Su gran compromiso social y calidad artística hicieron que brillara y cimbrara conciencias en cada escenario donde interpretó con extraordinario porte temas de compositores emergentes
Una de sus interpretaciones más características es “la maldición de la Malinche” la cual fue compuesta por Gabino Palomares.

*La propuesta de la divisa “Tecnológico Nacional de México Campus Culiacán” corresponde a iniciativa presentada por el diputado Marco César Almaral Rodríguez, integrante del Grupo Parlamentario de Morena de la 64 Legislatura, y el ciudadano Norman Salvador Elenes Uriarte.
Los proponentes resaltan que es un plantel educativo que ha venido impartiendo la educación superior y la investigación científica y tecnológica, participa en la prestación, desarrollo, coordinación y orientación de los servicios educativos en los niveles técnico superior universitario, licenciatura y posgrado, en /as modalidades escolarizada, no escolarizada a distancia y mixta; así como de educación continua y otras formas de educación que se determinen, con sujeción a /os principios de laicidad, gratuidad.
Asimismo, se señala que imparte la educación superior y la investigación científica y tecnológica, cumpliendo con el objeto de formar profesionales e investigadores aptos para la aplicación y generación de conocimientos que les proporcionen habilidades para la solución de problemas, con pensamiento crítico, sentido ético, actitudes emprendedoras, de innovación y capacidad creativa para la incorporación de los avances científicos y tecnológicos que contribuyan al desarrollo nacional, estatal y local.

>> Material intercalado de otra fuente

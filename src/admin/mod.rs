//! Admin screen bindings.
//!
//! SYSTEM CONTEXT
//! ==============
//! Each screen reads one cached resource and writes through the shared
//! [`ApiClient`](crate::net::api::ApiClient). A successful write refreshes
//! the screen's read; a failed one leaves it alone.
//!
//! | Screen     | Read                                | Writes                               |
//! |------------|-------------------------------------|--------------------------------------|
//! | users      | `/admin/users?page={p}&limit={l}`   | `PUT /admin/users/{id}`              |
//! | exams      | `/exams`                            | `POST/PUT/DELETE /admin/exams[/{id}]`|
//! | tests      | `/admin/tests`                      | `POST/PUT/DELETE /admin/tests[/{id}]`|
//! | statistics | `/admin/statistics`                 | `POST /admin/send-newsletter`        |
//!
//! [`settings`] is the exception: it has no cached read and acts on the
//! session identity instead. Report export is a plain uncached download.


pub mod exams;
pub mod settings;
pub mod statistics;
pub mod users;

use std::time::Duration;

use serde::Serialize;
use serde::de::DeserializeOwned;
use tracing::info;

use crate::net::api::{ApiError, ApiResponse};
use crate::resource::{Resource, ResourceCache, ResourceOptions};

use self::exams::ExamList;
use self::practice_tests::PracticeTest;
use self::statistics::{Statistics, StatisticsScreen};
use self::users::UsersScreen;

const CATALOG_DEDUPE: Duration = Duration::from_secs(60);
const STATISTICS_REFRESH: Duration = Duration::from_secs(300);

#[derive(Debug, thiserror::Error)]
pub enum AdminError {
    #[error(transparent)]
    Api(#[from] ApiError),
    #[error("record has no id")]
    MissingId,
}

impl AdminError {
    #[must_use]
    pub fn is_unauthorized(&self) -> bool {
        matches!(self, AdminError::Api(e) if e.is_unauthorized())
    }
}

pub(crate) fn require_id(id: &str) -> Result<&str, AdminError> {
    let id = id.trim();
    if id.is_empty() { Err(AdminError::MissingId) } else { Ok(id) }
}

/// One page of `items`, 1-based. Page `0` reads as page `1`; past the end is empty.
#[must_use]
pub fn paginate<T>(items: &[T], page: usize, limit: usize) -> &[T] {
    if limit == 0 {
        return &[];
    }
    let start = page.max(1).saturating_sub(1).saturating_mul(limit);
    if start >= items.len() {
        return &[];
    }
    let end = start.saturating_add(limit).min(items.len());
    &items[start..end]
}

/// Page count for `total` items, never less than one.
#[must_use]
pub fn total_pages(total: usize, limit: usize) -> usize {
    if limit == 0 { 1 } else { total.div_ceil(limit).max(1) }
}

// =============================================================================
// CRUD SCREEN
// =============================================================================

/// A list read plus create/update/delete under `write_base`.
pub struct CrudScreen<T> {
    resource: Resource<T>,
    write_base: &'static str,
}

impl<T: DeserializeOwned> CrudScreen<T> {
    #[must_use]
    pub fn resource(&self) -> &Resource<T> {
        &self.resource
    }

    fn item_path(&self, id: &str) -> Result<String, AdminError> {
        Ok(format!("{}/{}", self.write_base, require_id(id)?))
    }

    /// # Errors
    ///
    /// Returns the write's [`ApiError`].
    pub async fn create<B: Serialize + ?Sized>(&self, body: &B) -> Result<ApiResponse, AdminError> {
        let api = self.resource.api();
        let response = self.resource.mutate(api.post_json(self.write_base, body)).await?;
        info!(path = self.write_base, "record created");
        Ok(response)
    }

    /// # Errors
    ///
    /// [`AdminError::MissingId`] for a blank id, otherwise the write's error.
    pub async fn update<B: Serialize + ?Sized>(&self, id: &str, body: &B) -> Result<ApiResponse, AdminError> {
        let path = self.item_path(id)?;
        let api = self.resource.api();
        let response = self.resource.mutate(api.put_json(&path, body)).await?;
        info!(%path, "record updated");
        Ok(response)
    }

    /// # Errors
    ///
    /// [`AdminError::MissingId`] for a blank id, otherwise the write's error.
    pub async fn delete(&self, id: &str) -> Result<ApiResponse, AdminError> {
        let path = self.item_path(id)?;
        let api = self.resource.api();
        let response = self.resource.mutate(api.delete(&path)).await?;
        info!(%path, "record deleted");
        Ok(response)
    }
}

// =============================================================================
// SCREENS
// =============================================================================

/// Factory for the admin screens over one cache.
#[derive(Clone)]
pub struct AdminScreens {
    cache: ResourceCache,
}

impl AdminScreens {
    pub fn new(cache: ResourceCache) -> Self {
        Self { cache }
    }

    #[must_use]
    pub fn users(&self, page: usize, limit: usize) -> UsersScreen {
        let key = format!("{}?page={}&limit={limit}", users::USERS_PATH, page.max(1));
        let options = ResourceOptions::default().without_focus_revalidation();
        UsersScreen::new(self.cache.resource(key, options))
    }

    #[must_use]
    pub fn exams(&self) -> CrudScreen<ExamList> {
        let options = ResourceOptions::default()
            .with_dedupe_interval(CATALOG_DEDUPE)
            .without_focus_revalidation();
        CrudScreen { resource: self.cache.resource(exams::EXAMS_PATH, options), write_base: exams::EXAMS_WRITE_PATH }
    }

    #[must_use]
    pub fn tests(&self) -> CrudScreen<Vec<PracticeTest>> {
        let options = ResourceOptions::default()
            .with_dedupe_interval(CATALOG_DEDUPE)
            .without_focus_revalidation();
        CrudScreen {
            resource: self.cache.resource(practice_tests::TESTS_PATH, options),
            write_base: practice_tests::TESTS_PATH,
        }
    }

    #[must_use]
    pub fn statistics(&self) -> StatisticsScreen {
        let options = ResourceOptions::default()
            .with_refresh_interval(STATISTICS_REFRESH)
            .without_focus_revalidation();
        StatisticsScreen::new(self.cache.resource::<Statistics>(statistics::STATISTICS_PATH, options))
    }
}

El Campus Culiacán se funda en septiembre de 1968, con la oferta de dos carreras de nivel medio superior y dos de nivel superior, con una matrícula de 273 estudiantes.
Actualmente, ofrece 11 carreras enfocadas a la ciencia y tecnología: Ingeniería Ambiental, Ingeniería Bioquímica, Ingeniería Eléctrica, Ingeniería Electrónica, Ingeniería en Energías Renovables, Ingeniería en Gestión Empresarial, Ingeniería Industrial, Ingeniería Mecánica, Ingeniería Mecatrónica, Ingeniería en Sistemas Computacionales e Ingeniería en Tecnologías de la Información y Comunicaciones.
La importancia de su fundación radicó en que la oferta educativa de las instituciones de nivel superior en aquel tiempo no consideraba en sus programas educativos la formación profesional con especialidades tecnológicas requeridas para el desarrollo de las principales actividades productivas de la región.
Por tal motivo, este instituto es considerado pionero de la educación tecnológica media superior y superior en Sinaloa, llegando a ser la mejor alternativa para la juventud sinaloense que tenía pocas oportunidades de emigrar a /os centros tradicionales de educación, para obtener una formación tecnológica.